In short, students learn how to plug in to the various situations in which they will find themselves beyond college and the classroom (or online) space.

In less grand terms, my pedagogy is always dedicated to sharing knowledge and teaching practical skills of literacy and thinking. I start from the assumption that there are certain skills that everybody on the planet needs to possess. You need to know how to do certain things with information and media in order to be functional and successful. You need to be literate in certain core areas–such as reading and analyzing media and texts of all kinds and in all formats, writing and reflecting to form sound ideas and opinions, and navigating the complexities of the web and the modern infospace. You also have to do the hard work–mostly reading and thinking–that it requires to form an educated understanding about contentious issues and challenging questions. (Simple questions are much easier, of course, but in my experience, these are fewer and further between.)
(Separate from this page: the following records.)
//! Input/output helpers.
//!
//! - annual history CSV ingest (`ingest`)
//! - scenario CSV export (`export`)
//! - request/session JSON (`session`)

pub mod export;
pub mod ingest;
pub mod session;

pub use export::*;
pub use ingest::*;
pub use session::*;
My pedagogical philosophy also involves exploring the dynamics, difficulties, and possibilities of living in a world composed of commonalities as well as differences. The readings, prompts, essays, and projects I assign routinely engage questions of citizenship, social responsibility, and difference. The courses I design explore the ways in which the past lives in the present and how it affects who we are and what we can become. Indeed, I believe that at their core, the best humanities courses continually strive to attune students to the fact that the present they now inhabit has a history. It’s important to me that my students understand how virtually everything in their individual presents, from the most mundane artifact of popular culture to the most sublime work of high art or literature, can be traced, explored, and ultimately found to be constitutive, in a very real way, of what we are and how we understand ourselves as humans.  

Thus, in addition to making sure my students have a firm grasp on content-based knowledge and writing skills, I also provide them with the necessary tools to map an area of inquiry or a critical conversation. Toward these ends, I endeavor to provide my students with readings, artifacts, and exercises that (1) provoke intense discussions and responses that resonate with my students’ own needs, interests, and experiences; (2) cultivate in them capacities for response, especially in terms of their encounters with others and with challenging texts and artifacts; and (3) expand their awareness of their situatedness in the world.
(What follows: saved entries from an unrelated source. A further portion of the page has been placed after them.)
//! Command-line parsing for the `scen` scenario engine.
//!
//! Argument parsing and command dispatch stay separate from the econometrics
//! and simulation code.

use std::path::PathBuf;

use chrono::NaiveDate;
use clap::{Parser, Subcommand};

use crate::domain::ScenarioOrientation;

/// Top-level CLI.
#[derive(Debug, Parser)]
#[command(name = "scen", version, about = "Economic scenario engine: VAR/VECM projections and Monte Carlo")]
pub struct Cli {
    #[command(subcommand)]
    pub command: Command,
}

#[derive(Debug, Subcommand)]
pub enum Command {
    /// Fetch series, fit VAR/VECM, and print base/positive/negative projections.
    Project(ProjectArgs),
    /// Run the mean-reverting Monte Carlo simulator on an annual history.
    Simulate(SimulateArgs),
    /// Re-render a saved session without recomputing it.
    Show(ShowArgs),
}

#[derive(Debug, Parser, Clone)]
pub struct ProjectArgs {
    /// Projection request JSON files; identical requests run once.
    #[arg(value_name = "REQUEST", required = true)]
    pub requests: Vec<PathBuf>,

    /// Which interval bound is the favourable scenario (overrides the request).
    #[arg(long, value_enum)]
    pub orientation: Option<ScenarioOrientation>,

    /// Reference date; its month counts as incomplete (default: today).
    #[arg(long, value_name = "YYYY-MM-DD")]
    pub as_of: Option<NaiveDate>,

    /// Export the monthly scenarios instead of the annual ones.
    #[arg(long)]
    pub monthly: bool,

    /// Export scenarios to CSV (single request only).
    #[arg(long)]
    pub export: Option<PathBuf>,

    /// Save the full result as a session JSON (single request only).
    #[arg(long)]
    pub save: Option<PathBuf>,
}

#[derive(Debug, Parser, Clone)]
pub struct SimulateArgs {
    /// Simulation request JSON.
    #[arg(value_name = "REQUEST")]
    pub request: PathBuf,

    /// Annual history CSV (`year,value`) replacing the request's history.
    #[arg(long, value_name = "CSV")]
    pub history: Option<PathBuf>,

    /// Use the legacy fixed-speed simulator.
    #[arg(long)]
    pub legacy: bool,

    /// Override the number of paths.
    #[arg(short = 'n', long)]
    pub paths: Option<usize>,

    /// Override the horizon in years.
    #[arg(long)]
    pub horizon: Option<usize>,

    /// Export median paths to CSV.
    #[arg(long)]
    pub export: Option<PathBuf>,

    /// Save the full result as a session JSON.
    #[arg(long)]
    pub save: Option<PathBuf>,
}

#[derive(Debug, Parser, Clone)]
pub struct ShowArgs {
    /// Session JSON written by `--save`.
    #[arg(value_name = "SESSION")]
    pub session: PathBuf,

    /// Export the session's scenarios to CSV.
    #[arg(long)]
    pub export: Option<PathBuf>,
}
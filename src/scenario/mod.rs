//! From forecast tables to labelled, converged scenario paths.

pub mod bundle;
pub mod convergence;
pub mod reconstruct;

pub use bundle::{annual, bundle, scenarios_from_bounds, summarize};
pub use convergence::{ScenarioConvergenceEngine, converge};
pub use reconstruct::{Reconstruction, reconstruct};
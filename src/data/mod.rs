//! External data sources.

pub mod banxico;
pub mod fred;
pub mod source;

pub use source::{Credentials, Provider, RawSeries, SeriesSource, fetch_all};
Given the ever-present imperative to impart marketable skills to students, I believe that one of my primary responsibilities as a teacher is instilling in them an appreciation for how they might encounter, analyze, and intervene in the constitutive forces of contemporary institutions and societal attitudes. Where do ideas come from? Why do people believe the things they do? Our present reality, in significant and often harsh ways, is precisely not of our students’ own making; this is particularly true for students of color, low-income students, transgender individuals, and students from other minority groups. Everyone, regardless of background or identity, can work to become more appropriately, critically, and ethically attuned and thus response-able in this present moment. The work of critical literacy makes this possible.  
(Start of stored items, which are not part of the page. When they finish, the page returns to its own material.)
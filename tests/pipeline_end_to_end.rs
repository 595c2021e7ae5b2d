use approx::assert_relative_eq;
use chrono::NaiveDate;

use macro_scenarios::app::pipeline::project_raw;
use macro_scenarios::data::RawSeries;
use macro_scenarios::domain::{
    FitResult, ModelKind, ModelSpec, ProjectionRequest, ScenarioOrientation, ScenarioParams,
    SeriesDefinition, Transform, VariableSpec,
};
use macro_scenarios::series::{month_range, next_month};

/// Deterministic uniform noise on `[-0.5, 0.5)`.
struct Lcg(u64);

impl Lcg {
    fn next(&mut self) -> f64 {
        self.0 = self.0.wrapping_mul(6364136223846793005).wrapping_add(1442695040888963407);
        ((self.0 >> 33) as f64 / (1u64 << 31) as f64) - 0.5
    }
}

fn months(n: usize) -> Vec<NaiveDate> {
    let start = NaiveDate::from_ymd_opt(2008, 1, 1).unwrap();
    let end = (1..n).fold(start, |d, _| next_month(d));
    month_range(start, end)
}

fn series(name: &str, values: Vec<f64>) -> RawSeries {
    RawSeries {
        name: name.into(),
        observations: months(values.len()).into_iter().zip(values).collect(),
    }
}

fn request(target: VariableSpec, regressor: VariableSpec) -> ProjectionRequest {
    ProjectionRequest {
        series: vec![
            SeriesDefinition { name: "a".into(), id: "A".into() },
            SeriesDefinition { name: "b".into(), id: "B".into() },
        ],
        model: ModelSpec {
            target: target.name.clone(),
            regressors: vec![regressor.name.clone()],
            start_date: NaiveDate::from_ymd_opt(2008, 1, 1).unwrap(),
            horizon_years: 3,
        },
        variables: vec![target, regressor],
        scenarios: ScenarioParams::default(),
        orientation: ScenarioOrientation::CostLike,
    }
}

fn as_of() -> NaiveDate {
    NaiveDate::from_ymd_opt(2030, 6, 15).unwrap()
}

#[test]
fn inflation_target_runs_a_var_and_converges_after_transition() {
    // Price index whose annual rate follows an AR(1) around 4%.
    let n = 192;
    let mut noise = Lcg(3);
    let mut rate = vec![4.0; n];
    let mut cpi = vec![100.0; n];
    for t in 1..n {
        rate[t] = 4.0 + 0.8 * (rate[t - 1] - 4.0) + noise.next();
        if t >= 12 {
            cpi[t] = cpi[t - 12] * (1.0 + rate[t] / 100.0);
        } else {
            cpi[t] = 100.0 + t as f64 * 0.3;
        }
    }
    let mut gap = vec![0.0; n];
    for t in 1..n {
        gap[t] = 0.5 * gap[t - 1] + noise.next();
    }

    let req = request(
        VariableSpec {
            name: "inflation".into(),
            transform: Transform::YoyPctChange { source_col: "a".into() },
        },
        VariableSpec {
            name: "gap".into(),
            transform: Transform::Level { source_col: "b".into() },
        },
    );
    let raw = vec![series("a", cpi), series("b", gap)];
    let res = project_raw(&req, &raw, as_of()).unwrap();

    assert_eq!(res.variable, "inflation");
    assert_eq!(res.diagnostics.model_used(), ModelKind::Var);
    // Rate-of-change variables are never unit-root tested.
    assert!(res.diagnostics.stationarity.iter().all(|s| s.variable != "inflation"));
    assert!(res.diagnostics.fit.lag_order() >= 1);
    assert_eq!(res.historical.nrows(), n - 12);

    let s = &res.monthly.scenarios;
    assert_eq!(s.base.len(), 36);
    assert_eq!(res.monthly.index[0], NaiveDate::from_ymd_opt(2024, 1, 1).unwrap());
    assert!(s.positive[0] <= s.base[0] && s.base[0] <= s.negative[0]);

    // Month 24 onward follows prev + speed (target - prev).
    for t in 24..36 {
        assert_relative_eq!(s.base[t], s.base[t - 1] + 0.1 * (3.0 - s.base[t - 1]), epsilon = 1e-9);
        assert_relative_eq!(s.positive[t], s.positive[t - 1] + 0.1 * (2.5 - s.positive[t - 1]), epsilon = 1e-9);
        assert_relative_eq!(s.negative[t], s.negative[t - 1] + 0.1 * (4.0 - s.negative[t - 1]), epsilon = 1e-9);
    }

    assert_eq!(res.annual.index, vec![2024, 2025, 2026]);
    assert_eq!(res.residuals.acf.len(), 24);
    assert_eq!(res.residuals.index.len(), res.residuals.residuals.len());
    assert!(res.model_summary.contains("inflation"));
}

#[test]
fn trending_pair_is_fitted_as_a_full_rank_vecm() {
    // Both compound at 1% a month; b tracks 2a.
    let n = 180;
    let mut noise = Lcg(17);
    let mut a = vec![1.0; n];
    for t in 1..n {
        a[t] = a[t - 1] * 1.01 + 0.05 * noise.next();
    }
    let b: Vec<f64> = a.iter().map(|x| 2.0 * x + 0.05 * noise.next()).collect();

    let req = request(
        VariableSpec {
            name: "a_lvl".into(),
            transform: Transform::Level { source_col: "a".into() },
        },
        VariableSpec {
            name: "b_lvl".into(),
            transform: Transform::Level { source_col: "b".into() },
        },
    );
    let raw = vec![series("a", a), series("b", b)];
    let res = project_raw(&req, &raw, as_of()).unwrap();
    assert_eq!(res, project_raw(&req, &raw, as_of()).unwrap());

    let mut flagged = res.diagnostics.non_stationary.clone();
    flagged.sort();
    assert_eq!(flagged, vec!["a_lvl".to_string(), "b_lvl".to_string()]);
    assert!(!res.diagnostics.trace.is_empty());

    assert_eq!(res.diagnostics.cointegration_rank, 2);
    match &res.diagnostics.fit {
        FitResult::Vecm { cointegration_rank, lag_order, .. } => {
            assert_eq!(*cointegration_rank, 2);
            assert!(*lag_order >= 1);
        }
        other => panic!("expected a VECM, got {:?}", other.kind()),
    }
    assert!(res.monthly.scenarios.base.iter().all(|v| v.is_finite()));
    assert_eq!(res.monthly.scenarios.base.len(), 36);
}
Still, as anyone who has ever taught a first-year writing course (or any course, for that matter) will likely tell you, none of the above is easy. In fact, like most aspects of good teaching, it’s incredibly challenging.  For one thing, the courses we teach are nothing if not “ideas courses,” which is to say, they depend for their very success upon not only students’ capacities to grasp or even recall ideas and concepts, but also to generate their own material, to invent ways of “making sense” and composing a variety of texts (whatever the medium). This makes teaching these sorts of classes fun and interesting, of course, but it also places a considerable burden on the instructor to keep lively discussions going, to continually provide students with a sense of relevance (especially when the pay off is unclear or not immediately recognizable), and to challenge students to meet or even surpass the projected outcomes of the course. Thus, the rhetorical tradition’s richly-documented emphasis on invention forms a major focus of my teaching philosophy.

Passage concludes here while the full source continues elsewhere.